> _PROBLEM DETAILS_:
What is the number of lines in the data that hold the string "types"? Reply with that number only.

> _MATERIAL FOR THIS EXERCISE_:
┌──
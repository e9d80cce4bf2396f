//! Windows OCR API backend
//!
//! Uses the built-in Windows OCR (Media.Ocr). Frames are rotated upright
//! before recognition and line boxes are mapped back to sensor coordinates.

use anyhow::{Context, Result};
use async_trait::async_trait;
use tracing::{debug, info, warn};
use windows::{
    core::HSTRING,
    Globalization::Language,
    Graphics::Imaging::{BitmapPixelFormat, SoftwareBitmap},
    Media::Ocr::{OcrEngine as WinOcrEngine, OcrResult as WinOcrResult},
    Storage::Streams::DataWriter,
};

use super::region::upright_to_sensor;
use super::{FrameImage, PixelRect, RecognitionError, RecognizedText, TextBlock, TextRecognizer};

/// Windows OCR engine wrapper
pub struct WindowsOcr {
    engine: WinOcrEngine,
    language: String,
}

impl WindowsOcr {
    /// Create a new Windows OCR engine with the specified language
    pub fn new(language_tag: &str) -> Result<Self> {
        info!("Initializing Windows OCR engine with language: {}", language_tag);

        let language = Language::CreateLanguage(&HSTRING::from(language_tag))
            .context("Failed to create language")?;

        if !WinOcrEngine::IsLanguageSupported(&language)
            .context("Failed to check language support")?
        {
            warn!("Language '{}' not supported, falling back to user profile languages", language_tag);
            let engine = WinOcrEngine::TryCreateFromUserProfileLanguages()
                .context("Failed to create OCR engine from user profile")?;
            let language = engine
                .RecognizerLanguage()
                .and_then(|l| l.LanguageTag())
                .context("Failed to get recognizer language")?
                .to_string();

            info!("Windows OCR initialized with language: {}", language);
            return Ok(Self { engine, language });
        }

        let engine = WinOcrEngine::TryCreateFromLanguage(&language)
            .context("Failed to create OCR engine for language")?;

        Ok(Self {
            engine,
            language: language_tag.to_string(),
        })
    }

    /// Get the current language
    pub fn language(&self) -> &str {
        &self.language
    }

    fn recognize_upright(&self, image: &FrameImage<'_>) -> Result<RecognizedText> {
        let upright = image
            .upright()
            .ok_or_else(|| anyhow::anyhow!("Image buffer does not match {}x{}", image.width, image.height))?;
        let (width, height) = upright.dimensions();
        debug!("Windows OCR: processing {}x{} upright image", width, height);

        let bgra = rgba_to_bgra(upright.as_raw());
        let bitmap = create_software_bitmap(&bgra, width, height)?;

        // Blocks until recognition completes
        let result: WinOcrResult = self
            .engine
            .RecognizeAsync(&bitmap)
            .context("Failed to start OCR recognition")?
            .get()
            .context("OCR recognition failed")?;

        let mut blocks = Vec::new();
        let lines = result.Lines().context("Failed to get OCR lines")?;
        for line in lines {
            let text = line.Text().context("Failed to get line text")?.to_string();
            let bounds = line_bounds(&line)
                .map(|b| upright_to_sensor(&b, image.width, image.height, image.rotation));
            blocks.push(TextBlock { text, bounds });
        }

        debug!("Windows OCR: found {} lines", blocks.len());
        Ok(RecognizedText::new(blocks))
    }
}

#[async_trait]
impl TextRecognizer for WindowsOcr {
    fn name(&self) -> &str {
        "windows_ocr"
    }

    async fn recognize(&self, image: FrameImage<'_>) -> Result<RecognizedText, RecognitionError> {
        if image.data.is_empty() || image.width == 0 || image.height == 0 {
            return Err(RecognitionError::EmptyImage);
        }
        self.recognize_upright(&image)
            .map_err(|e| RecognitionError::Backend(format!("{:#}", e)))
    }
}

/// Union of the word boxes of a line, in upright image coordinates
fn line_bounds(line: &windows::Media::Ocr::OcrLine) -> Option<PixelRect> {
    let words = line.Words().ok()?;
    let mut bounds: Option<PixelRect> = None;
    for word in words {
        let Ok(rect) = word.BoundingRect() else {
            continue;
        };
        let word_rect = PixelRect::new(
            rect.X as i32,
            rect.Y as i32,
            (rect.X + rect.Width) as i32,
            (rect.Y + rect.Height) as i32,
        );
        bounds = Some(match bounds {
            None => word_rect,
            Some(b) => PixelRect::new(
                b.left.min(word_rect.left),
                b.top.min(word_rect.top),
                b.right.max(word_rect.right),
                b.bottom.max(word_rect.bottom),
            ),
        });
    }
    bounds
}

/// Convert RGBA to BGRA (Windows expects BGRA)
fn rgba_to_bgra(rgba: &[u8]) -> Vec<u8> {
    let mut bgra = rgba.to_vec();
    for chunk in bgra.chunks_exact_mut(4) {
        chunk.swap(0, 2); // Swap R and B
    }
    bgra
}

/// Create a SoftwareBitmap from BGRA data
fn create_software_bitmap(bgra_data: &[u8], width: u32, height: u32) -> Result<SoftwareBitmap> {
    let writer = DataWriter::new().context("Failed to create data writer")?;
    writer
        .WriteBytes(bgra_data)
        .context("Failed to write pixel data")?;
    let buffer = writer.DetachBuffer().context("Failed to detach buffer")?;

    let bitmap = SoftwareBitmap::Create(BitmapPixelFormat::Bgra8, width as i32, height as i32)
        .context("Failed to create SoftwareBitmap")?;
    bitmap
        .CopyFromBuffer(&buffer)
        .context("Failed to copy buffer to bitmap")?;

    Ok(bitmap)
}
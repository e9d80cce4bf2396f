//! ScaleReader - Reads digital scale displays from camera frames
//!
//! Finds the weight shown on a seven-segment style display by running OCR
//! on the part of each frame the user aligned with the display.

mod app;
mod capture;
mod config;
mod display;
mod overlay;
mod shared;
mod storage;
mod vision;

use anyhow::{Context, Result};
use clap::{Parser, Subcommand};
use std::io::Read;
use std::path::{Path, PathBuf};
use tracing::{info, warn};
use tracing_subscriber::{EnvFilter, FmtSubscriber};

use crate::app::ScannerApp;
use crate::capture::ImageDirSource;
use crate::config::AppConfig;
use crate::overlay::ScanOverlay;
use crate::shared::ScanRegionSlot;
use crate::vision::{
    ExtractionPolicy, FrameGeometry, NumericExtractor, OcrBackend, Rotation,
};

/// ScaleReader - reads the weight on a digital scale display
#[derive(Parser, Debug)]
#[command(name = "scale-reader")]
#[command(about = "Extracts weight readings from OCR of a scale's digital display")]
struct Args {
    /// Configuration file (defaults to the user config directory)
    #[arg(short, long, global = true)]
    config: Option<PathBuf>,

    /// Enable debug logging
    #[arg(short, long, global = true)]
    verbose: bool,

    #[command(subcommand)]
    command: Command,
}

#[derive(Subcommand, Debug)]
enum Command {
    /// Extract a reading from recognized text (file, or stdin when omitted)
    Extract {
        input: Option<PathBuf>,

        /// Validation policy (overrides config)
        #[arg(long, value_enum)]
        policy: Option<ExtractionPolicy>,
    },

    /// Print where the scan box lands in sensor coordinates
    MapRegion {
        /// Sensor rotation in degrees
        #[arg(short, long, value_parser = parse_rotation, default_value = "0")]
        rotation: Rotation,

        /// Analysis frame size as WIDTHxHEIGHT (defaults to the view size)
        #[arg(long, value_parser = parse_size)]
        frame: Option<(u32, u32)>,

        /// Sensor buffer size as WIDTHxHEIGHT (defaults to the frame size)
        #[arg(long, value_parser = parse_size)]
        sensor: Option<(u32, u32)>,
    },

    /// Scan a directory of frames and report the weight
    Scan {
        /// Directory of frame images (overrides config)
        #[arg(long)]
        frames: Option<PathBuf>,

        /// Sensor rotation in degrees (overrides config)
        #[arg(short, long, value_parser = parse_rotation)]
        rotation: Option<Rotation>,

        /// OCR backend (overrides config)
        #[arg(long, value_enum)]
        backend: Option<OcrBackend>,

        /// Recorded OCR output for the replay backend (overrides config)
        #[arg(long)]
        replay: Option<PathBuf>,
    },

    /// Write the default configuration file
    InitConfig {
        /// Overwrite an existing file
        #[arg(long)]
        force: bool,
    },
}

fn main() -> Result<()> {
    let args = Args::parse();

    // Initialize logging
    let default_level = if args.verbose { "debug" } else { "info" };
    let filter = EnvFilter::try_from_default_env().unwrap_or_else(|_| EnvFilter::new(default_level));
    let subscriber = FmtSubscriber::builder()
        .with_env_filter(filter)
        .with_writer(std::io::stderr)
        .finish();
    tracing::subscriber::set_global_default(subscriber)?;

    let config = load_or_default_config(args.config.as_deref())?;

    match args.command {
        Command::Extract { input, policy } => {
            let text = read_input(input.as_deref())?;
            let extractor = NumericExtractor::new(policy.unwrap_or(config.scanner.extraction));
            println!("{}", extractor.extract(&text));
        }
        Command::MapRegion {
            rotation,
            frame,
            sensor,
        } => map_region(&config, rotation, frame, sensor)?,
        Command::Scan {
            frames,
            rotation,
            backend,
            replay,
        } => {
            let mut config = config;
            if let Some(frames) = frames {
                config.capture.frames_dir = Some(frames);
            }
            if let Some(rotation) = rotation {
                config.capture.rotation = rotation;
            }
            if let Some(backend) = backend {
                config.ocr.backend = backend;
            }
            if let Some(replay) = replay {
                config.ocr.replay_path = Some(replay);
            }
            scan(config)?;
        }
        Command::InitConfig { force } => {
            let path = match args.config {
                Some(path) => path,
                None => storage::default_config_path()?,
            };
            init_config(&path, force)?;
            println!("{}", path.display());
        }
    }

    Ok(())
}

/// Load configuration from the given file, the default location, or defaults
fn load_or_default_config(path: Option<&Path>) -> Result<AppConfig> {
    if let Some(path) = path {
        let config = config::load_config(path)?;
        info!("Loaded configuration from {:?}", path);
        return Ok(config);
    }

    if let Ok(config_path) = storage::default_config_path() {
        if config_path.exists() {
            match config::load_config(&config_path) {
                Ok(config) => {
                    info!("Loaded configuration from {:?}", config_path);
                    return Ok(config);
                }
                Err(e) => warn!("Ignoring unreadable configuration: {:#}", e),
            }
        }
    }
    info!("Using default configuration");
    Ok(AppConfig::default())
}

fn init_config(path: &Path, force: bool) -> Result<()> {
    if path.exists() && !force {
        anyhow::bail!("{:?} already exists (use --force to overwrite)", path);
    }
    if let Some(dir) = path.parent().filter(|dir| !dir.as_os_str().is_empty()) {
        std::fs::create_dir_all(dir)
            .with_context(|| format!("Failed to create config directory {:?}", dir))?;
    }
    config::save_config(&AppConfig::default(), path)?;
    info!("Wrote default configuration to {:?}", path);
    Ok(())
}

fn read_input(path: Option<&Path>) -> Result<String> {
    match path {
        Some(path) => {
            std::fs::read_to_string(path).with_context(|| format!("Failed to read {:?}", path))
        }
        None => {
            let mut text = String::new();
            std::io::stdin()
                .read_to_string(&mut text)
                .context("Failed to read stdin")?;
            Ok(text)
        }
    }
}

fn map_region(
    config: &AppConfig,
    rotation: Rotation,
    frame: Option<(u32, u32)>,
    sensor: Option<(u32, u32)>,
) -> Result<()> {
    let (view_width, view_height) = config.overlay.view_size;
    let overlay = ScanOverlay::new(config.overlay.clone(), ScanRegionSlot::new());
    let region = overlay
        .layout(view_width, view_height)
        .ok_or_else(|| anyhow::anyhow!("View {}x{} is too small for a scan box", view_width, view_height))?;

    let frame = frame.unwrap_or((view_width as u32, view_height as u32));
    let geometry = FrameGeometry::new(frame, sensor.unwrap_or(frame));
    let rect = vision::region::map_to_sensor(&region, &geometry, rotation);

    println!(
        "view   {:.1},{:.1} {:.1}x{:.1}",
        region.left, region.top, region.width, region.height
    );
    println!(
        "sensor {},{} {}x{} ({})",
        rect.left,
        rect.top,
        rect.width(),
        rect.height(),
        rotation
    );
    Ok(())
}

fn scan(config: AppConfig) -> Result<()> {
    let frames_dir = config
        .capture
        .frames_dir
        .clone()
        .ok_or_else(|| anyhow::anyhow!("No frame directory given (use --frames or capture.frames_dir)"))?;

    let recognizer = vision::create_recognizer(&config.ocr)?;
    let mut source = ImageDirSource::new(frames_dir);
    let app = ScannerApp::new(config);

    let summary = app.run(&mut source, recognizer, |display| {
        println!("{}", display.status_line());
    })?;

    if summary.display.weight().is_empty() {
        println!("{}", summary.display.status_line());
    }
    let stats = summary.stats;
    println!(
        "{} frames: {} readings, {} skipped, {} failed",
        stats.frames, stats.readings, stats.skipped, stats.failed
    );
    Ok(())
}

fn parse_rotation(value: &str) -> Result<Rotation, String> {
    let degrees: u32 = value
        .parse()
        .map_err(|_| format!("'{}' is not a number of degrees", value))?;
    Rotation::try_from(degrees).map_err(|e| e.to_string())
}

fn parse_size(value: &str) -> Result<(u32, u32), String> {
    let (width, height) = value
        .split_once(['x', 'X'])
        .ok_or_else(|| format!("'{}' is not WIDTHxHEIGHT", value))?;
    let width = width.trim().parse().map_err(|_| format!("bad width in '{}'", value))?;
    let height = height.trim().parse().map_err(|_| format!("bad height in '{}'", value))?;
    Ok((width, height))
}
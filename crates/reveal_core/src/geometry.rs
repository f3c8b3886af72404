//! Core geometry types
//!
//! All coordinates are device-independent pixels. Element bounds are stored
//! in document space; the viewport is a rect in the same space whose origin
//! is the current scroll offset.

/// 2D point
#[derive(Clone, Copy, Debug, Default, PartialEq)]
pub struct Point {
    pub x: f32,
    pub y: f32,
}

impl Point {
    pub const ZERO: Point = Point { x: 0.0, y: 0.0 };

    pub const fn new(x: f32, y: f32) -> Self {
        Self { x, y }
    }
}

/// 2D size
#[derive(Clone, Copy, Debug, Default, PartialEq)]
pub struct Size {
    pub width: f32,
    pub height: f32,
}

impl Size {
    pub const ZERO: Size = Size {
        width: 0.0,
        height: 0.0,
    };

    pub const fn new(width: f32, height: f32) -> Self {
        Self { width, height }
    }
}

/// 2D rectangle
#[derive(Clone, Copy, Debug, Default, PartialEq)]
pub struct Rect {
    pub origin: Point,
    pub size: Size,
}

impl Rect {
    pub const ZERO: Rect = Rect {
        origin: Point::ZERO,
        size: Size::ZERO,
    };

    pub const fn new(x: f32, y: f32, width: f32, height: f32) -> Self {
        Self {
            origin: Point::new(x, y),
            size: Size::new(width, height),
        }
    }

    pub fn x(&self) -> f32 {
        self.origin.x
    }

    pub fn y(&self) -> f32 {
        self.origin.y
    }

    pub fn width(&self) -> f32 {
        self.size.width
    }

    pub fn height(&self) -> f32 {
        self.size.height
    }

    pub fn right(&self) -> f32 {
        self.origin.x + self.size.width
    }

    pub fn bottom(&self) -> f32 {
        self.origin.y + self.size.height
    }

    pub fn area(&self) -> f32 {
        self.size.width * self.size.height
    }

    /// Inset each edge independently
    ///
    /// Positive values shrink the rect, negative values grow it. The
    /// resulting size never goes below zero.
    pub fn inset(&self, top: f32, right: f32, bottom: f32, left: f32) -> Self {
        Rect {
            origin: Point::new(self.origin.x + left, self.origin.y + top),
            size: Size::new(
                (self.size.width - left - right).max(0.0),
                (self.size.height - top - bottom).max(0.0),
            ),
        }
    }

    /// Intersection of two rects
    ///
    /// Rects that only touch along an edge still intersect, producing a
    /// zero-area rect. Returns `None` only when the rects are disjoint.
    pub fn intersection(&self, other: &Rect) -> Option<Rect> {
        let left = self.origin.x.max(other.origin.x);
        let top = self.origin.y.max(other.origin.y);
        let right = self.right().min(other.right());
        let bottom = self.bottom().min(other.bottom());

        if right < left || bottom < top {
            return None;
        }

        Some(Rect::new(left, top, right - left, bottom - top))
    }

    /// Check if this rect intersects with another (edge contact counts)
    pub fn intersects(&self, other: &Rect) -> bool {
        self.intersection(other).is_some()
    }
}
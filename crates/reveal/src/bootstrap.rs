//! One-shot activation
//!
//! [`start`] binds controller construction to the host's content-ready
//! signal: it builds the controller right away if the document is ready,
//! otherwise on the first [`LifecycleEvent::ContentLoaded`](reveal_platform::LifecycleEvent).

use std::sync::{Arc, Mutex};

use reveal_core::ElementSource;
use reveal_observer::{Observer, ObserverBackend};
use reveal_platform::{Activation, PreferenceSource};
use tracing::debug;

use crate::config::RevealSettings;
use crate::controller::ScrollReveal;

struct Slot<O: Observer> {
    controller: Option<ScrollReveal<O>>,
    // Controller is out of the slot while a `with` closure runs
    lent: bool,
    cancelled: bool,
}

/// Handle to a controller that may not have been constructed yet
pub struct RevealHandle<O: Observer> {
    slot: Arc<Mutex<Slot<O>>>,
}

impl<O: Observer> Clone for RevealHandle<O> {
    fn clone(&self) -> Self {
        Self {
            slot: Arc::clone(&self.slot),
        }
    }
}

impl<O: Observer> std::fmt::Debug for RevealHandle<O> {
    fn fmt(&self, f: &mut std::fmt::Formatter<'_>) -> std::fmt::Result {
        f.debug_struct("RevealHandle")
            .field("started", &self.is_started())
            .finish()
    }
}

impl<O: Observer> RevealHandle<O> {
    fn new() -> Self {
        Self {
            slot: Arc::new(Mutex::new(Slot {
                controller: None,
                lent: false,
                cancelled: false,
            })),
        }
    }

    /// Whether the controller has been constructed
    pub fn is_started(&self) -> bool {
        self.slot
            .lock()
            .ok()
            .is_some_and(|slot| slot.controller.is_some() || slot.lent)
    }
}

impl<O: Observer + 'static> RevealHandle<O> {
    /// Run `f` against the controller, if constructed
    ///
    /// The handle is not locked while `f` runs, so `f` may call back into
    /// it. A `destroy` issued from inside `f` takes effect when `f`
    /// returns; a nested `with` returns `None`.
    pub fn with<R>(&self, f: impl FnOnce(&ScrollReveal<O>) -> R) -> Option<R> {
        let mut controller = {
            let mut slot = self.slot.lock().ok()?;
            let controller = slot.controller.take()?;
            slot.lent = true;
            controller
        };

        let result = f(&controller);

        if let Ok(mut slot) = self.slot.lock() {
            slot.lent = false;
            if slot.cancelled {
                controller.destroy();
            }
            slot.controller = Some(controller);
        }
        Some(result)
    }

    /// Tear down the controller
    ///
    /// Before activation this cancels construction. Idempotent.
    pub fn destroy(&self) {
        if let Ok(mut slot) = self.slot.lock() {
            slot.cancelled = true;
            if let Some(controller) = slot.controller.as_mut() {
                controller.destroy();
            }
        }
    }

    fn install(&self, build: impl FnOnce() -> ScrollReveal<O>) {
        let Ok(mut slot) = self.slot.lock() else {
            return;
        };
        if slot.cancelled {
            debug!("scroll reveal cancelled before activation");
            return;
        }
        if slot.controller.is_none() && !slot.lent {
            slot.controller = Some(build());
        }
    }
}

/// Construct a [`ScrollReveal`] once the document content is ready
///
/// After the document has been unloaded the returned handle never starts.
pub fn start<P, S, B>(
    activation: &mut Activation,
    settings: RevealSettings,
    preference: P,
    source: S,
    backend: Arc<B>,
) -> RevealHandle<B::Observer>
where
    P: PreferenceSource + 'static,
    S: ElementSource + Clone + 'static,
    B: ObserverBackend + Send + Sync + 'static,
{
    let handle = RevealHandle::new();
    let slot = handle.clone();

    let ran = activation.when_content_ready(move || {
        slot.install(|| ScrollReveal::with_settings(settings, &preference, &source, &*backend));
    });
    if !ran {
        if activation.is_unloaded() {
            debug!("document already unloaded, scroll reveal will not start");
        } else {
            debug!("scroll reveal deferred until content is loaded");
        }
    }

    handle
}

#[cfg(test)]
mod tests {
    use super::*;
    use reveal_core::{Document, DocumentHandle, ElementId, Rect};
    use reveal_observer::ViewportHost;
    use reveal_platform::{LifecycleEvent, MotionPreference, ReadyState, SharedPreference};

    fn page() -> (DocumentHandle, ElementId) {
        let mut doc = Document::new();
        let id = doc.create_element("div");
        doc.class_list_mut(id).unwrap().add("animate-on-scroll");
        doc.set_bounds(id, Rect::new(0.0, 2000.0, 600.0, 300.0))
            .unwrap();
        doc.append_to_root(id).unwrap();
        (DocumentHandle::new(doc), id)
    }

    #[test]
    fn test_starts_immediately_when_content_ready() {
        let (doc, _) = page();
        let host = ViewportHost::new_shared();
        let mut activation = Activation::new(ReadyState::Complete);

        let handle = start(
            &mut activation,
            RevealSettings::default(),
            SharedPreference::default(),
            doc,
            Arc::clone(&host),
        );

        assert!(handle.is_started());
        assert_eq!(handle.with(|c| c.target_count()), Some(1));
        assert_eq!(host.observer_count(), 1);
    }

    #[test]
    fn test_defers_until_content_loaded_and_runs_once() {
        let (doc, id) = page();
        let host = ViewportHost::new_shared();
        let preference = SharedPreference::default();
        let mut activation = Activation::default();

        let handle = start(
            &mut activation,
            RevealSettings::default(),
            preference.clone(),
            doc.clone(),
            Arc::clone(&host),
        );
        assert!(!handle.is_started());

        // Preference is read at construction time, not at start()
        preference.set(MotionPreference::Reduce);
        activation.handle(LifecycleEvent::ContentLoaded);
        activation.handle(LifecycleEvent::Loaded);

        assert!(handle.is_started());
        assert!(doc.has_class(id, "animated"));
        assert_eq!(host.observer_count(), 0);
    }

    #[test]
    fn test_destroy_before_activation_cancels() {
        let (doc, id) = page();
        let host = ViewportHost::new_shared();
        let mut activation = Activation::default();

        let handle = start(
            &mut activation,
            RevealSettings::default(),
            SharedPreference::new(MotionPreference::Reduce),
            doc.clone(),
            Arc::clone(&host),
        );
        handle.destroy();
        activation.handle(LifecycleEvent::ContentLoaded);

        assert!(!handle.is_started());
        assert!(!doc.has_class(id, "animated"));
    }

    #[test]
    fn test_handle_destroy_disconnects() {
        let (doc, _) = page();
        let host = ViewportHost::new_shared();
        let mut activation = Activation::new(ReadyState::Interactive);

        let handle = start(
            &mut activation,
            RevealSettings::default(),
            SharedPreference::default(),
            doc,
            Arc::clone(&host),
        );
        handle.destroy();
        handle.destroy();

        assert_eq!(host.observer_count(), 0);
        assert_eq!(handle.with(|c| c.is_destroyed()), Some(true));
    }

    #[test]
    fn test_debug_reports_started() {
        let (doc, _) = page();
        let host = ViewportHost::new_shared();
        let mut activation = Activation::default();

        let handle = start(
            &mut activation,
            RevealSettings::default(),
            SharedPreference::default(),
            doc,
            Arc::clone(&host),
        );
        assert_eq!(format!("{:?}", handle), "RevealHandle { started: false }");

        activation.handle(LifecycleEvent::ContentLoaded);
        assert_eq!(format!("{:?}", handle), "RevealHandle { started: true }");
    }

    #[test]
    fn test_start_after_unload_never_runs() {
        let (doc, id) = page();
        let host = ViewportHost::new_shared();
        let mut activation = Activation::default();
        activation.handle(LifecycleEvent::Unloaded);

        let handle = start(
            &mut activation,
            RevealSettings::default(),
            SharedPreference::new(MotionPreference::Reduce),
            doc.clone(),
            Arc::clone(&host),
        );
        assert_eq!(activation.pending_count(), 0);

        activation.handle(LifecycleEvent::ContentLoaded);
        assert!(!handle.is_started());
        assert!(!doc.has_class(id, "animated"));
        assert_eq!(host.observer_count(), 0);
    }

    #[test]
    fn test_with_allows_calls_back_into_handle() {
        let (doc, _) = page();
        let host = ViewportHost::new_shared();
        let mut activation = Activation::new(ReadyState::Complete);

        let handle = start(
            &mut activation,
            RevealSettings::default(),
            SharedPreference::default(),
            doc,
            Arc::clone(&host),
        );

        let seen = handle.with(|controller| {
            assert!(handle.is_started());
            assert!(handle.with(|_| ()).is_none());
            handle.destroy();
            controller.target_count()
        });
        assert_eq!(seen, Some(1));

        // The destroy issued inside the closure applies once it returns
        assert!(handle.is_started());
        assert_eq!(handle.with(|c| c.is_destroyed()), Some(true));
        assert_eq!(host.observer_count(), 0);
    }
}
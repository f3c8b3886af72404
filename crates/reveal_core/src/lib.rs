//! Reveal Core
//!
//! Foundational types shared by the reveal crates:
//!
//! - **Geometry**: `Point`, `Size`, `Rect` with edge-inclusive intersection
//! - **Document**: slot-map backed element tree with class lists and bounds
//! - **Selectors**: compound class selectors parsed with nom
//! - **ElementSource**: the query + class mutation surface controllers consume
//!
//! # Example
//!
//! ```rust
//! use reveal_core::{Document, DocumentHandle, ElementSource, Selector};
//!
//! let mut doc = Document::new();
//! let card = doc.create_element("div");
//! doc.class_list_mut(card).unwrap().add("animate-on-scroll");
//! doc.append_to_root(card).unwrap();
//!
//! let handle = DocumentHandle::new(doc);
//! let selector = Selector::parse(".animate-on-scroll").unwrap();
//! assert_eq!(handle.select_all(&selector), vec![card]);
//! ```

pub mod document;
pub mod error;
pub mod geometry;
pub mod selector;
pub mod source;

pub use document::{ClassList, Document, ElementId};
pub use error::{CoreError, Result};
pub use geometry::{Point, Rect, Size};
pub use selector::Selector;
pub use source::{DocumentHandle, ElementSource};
└──
> _TASK RESPONSE_:
2